Eight years after his untimely death, Archie the Snowman will return to life at 7:30 p.m. Friday in the basement of the former O’Neil’s department store, right next to Lock 3 Park in downtown Akron. Your favorite columnist swung by Archie’s new digs to chat him up.
Bob: Long time no see, dude!
Archie: Pardon me … have we met?
Bob: Well, no, not really. But I feel like I know you.
Archie: I thought I had met everyone in Greater Akron. How did you manage not to meet me?
Bob: I didn’t grow up here. Although you and I overlapped for many years, you didn’t mean anything to me.

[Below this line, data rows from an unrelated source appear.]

use std::path::PathBuf;
use std::sync::Arc;

use mission_core::{load_mission_config, MissionConfig};
use tracing::info;
use tracing_subscriber::EnvFilter;

use super::replay::{load_replay_script, ReplayScript};

pub(crate) const MISSION_ENV_VAR: &str = "LANDER_MISSION";
pub(crate) const REPLAY_ENV_VAR: &str = "LANDER_REPLAY";

#[derive(Debug, Clone, PartialEq, Eq)]
pub(crate) struct RunPaths {
    pub(crate) mission: PathBuf,
    pub(crate) replay: PathBuf,
}

pub(crate) struct AppWiring {
    pub(crate) config: Arc<MissionConfig>,
    pub(crate) replay: ReplayScript,
}

pub(crate) fn build_app(args: &[String]) -> Result<AppWiring, String> {
    init_tracing();
    info!("=== Lander Mission Harness ===");

    let paths = resolve_run_paths(
        args,
        std::env::var(MISSION_ENV_VAR).ok(),
        std::env::var(REPLAY_ENV_VAR).ok(),
    )?;
    info!(
        mission = %paths.mission.display(),
        replay = %paths.replay.display(),
        "run_paths_resolved"
    );
    let config = load_mission_config(&paths.mission).map_err(|error| error.to_string())?;
    let replay = load_replay_script(&paths.replay)?;

    Ok(AppWiring {
        config: Arc::new(config),
        replay,
    })
}

fn init_tracing() {
    let filter = EnvFilter::try_from_default_env().unwrap_or_else(|_| EnvFilter::new("info"));
    tracing_subscriber::fmt()
        .with_env_filter(filter)
        .with_target(false)
        .with_writer(std::io::stderr)
        .compact()
        .init();
}

/// Positional arguments win over the environment; both paths are required.
pub(crate) fn resolve_run_paths(
    args: &[String],
    mission_env: Option<String>,
    replay_env: Option<String>,
) -> Result<RunPaths, String> {
    let pick = |index: usize, env_value: Option<String>, env_var: &str| {
        args.get(index)
            .cloned()
            .or(env_value)
            .map(|raw| raw.trim().to_string())
            .filter(|raw| !raw.is_empty())
            .map(PathBuf::from)
            .ok_or_else(|| {
                format!(
                    "missing {} path: pass <mission.json> <replay.json> or set {env_var}",
                    if index == 0 { "mission" } else { "replay" }
                )
            })
    };
    Ok(RunPaths {
        mission: pick(0, mission_env, MISSION_ENV_VAR)?,
        replay: pick(1, replay_env, REPLAY_ENV_VAR)?,
    })
}

#[cfg(test)]
mod tests {
    use super::*;

    fn args(values: &[&str]) -> Vec<String> {
        values.iter().map(ToString::to_string).collect()
    }

    #[test]
    fn positional_args_take_precedence() {
        let paths = resolve_run_paths(
            &args(&["m.json", "r.json"]),
            Some("env_m.json".to_string()),
            Some("env_r.json".to_string()),
        )
        .expect("paths");
        assert_eq!(paths.mission, PathBuf::from("m.json"));
        assert_eq!(paths.replay, PathBuf::from("r.json"));
    }

    #[test]
    fn environment_fills_missing_args() {
        let paths = resolve_run_paths(
            &args(&["m.json"]),
            None,
            Some(" env_r.json ".to_string()),
        )
        .expect("paths");
        assert_eq!(paths.mission, PathBuf::from("m.json"));
        assert_eq!(paths.replay, PathBuf::from("env_r.json"));
    }

    #[test]
    fn missing_paths_name_the_env_var() {
        let err = resolve_run_paths(&[], None, None).expect_err("missing");
        assert!(err.contains("mission"), "{err}");
        assert!(err.contains(MISSION_ENV_VAR), "{err}");

        let err = resolve_run_paths(&args(&["m.json", "  "]), None, None).expect_err("blank");
        assert!(err.contains(REPLAY_ENV_VAR), "{err}");
    }
}
use std::process::ExitCode;

mod app;

fn main() -> ExitCode {
    let args: Vec<String> = std::env::args().skip(1).collect();
    match app::bootstrap::build_app(&args) {
        Ok(wiring) => app::loop_runner::run(wiring),
        Err(message) => {
            tracing::error!(error = %message, "startup_failed");
            ExitCode::FAILURE
        }
    }
}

Archie: Boy, you’re a real charmer.
Bob: Let me finish, frost face. Even though you’re not included in my personal childhood memory bank, I am well aware that tens of thousands of Greater Akronites worshipped at your big, snowy feet. When Chapel Hill Mall was sold and the new, out-of-state owners melted you down in 2004, people went bananas. One guy set up a Facebook page that reportedly had 6,500 members.

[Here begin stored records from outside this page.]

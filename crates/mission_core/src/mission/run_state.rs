use crate::geometry::Vec2;

/// Per-attempt runtime fields. Owned by the director and reset on `prepare`.
#[derive(Debug, Clone, Default, PartialEq)]
pub struct RunState {
    pub elapsed_seconds: f32,
    pub time_limit_seconds: Option<f32>,
    pub fuel_ratio: f32,
    pub max_hull_damage_ratio: f32,
    pub max_altitude: f32,
    pub landed: bool,
    pub orbit_reached: bool,
    pub orbit_altitude: Option<f32>,
    pub orbit_time_seconds: Option<f32>,
    pub player_died: bool,
    pub death_cause: Option<String>,
    pub lander_destroyed: bool,
    pub chosen_zone_id: Option<String>,
    pub previous_landing_site: Option<Vec2>,
    pub touchdown_count: u32,
    pub crash_count: u32,
    pub current_poi: Option<String>,
}

impl RunState {
    pub fn new(time_limit_seconds: Option<f32>) -> Self {
        Self {
            time_limit_seconds,
            fuel_ratio: 1.0,
            ..Self::default()
        }
    }

    /// Stores a landing site only when the position is usable.
    pub fn record_landing_site(&mut self, position: Vec2) -> bool {
        if !position.is_finite() {
            return false;
        }
        self.previous_landing_site = Some(position);
        true
    }
}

Archie: Well, at least you’ve done your homework, column boy.
Bob: That’s why they pay me the big bucks.
Archie: So what brings you around after all those missed opportunities?
Bob: The reason I treasure you, even though I don’t really know you, is that, in Akron, you are synonymous with the holidays. You transport local folks back to their childhoods, when life was simpler and a lot more fun. But before your oversized head gets any larger, keep in mind that every town has its own Archie.
Archie: Blasphemy! How can you say that?
Bob: I grew up in suburban Cleveland. Ever hear of Mr. Jingeling?
Archie: Mr. Gigolo?! That hardly seems appropriate for children!
Bob: No, no, no. Jingeling. Like jingling a set of keys. This guy even had his own theme song. Every baby boomer who grew up in Greater Cleveland can still sing it:
Mr. Jingeling
How you tingeling
Keeper of the keys
On Halle’s seventh floor
We’ll be waiting for
You to turn the keys
Archie: Some song. The only thing they could think of to rhyme with “keys” was “keys”?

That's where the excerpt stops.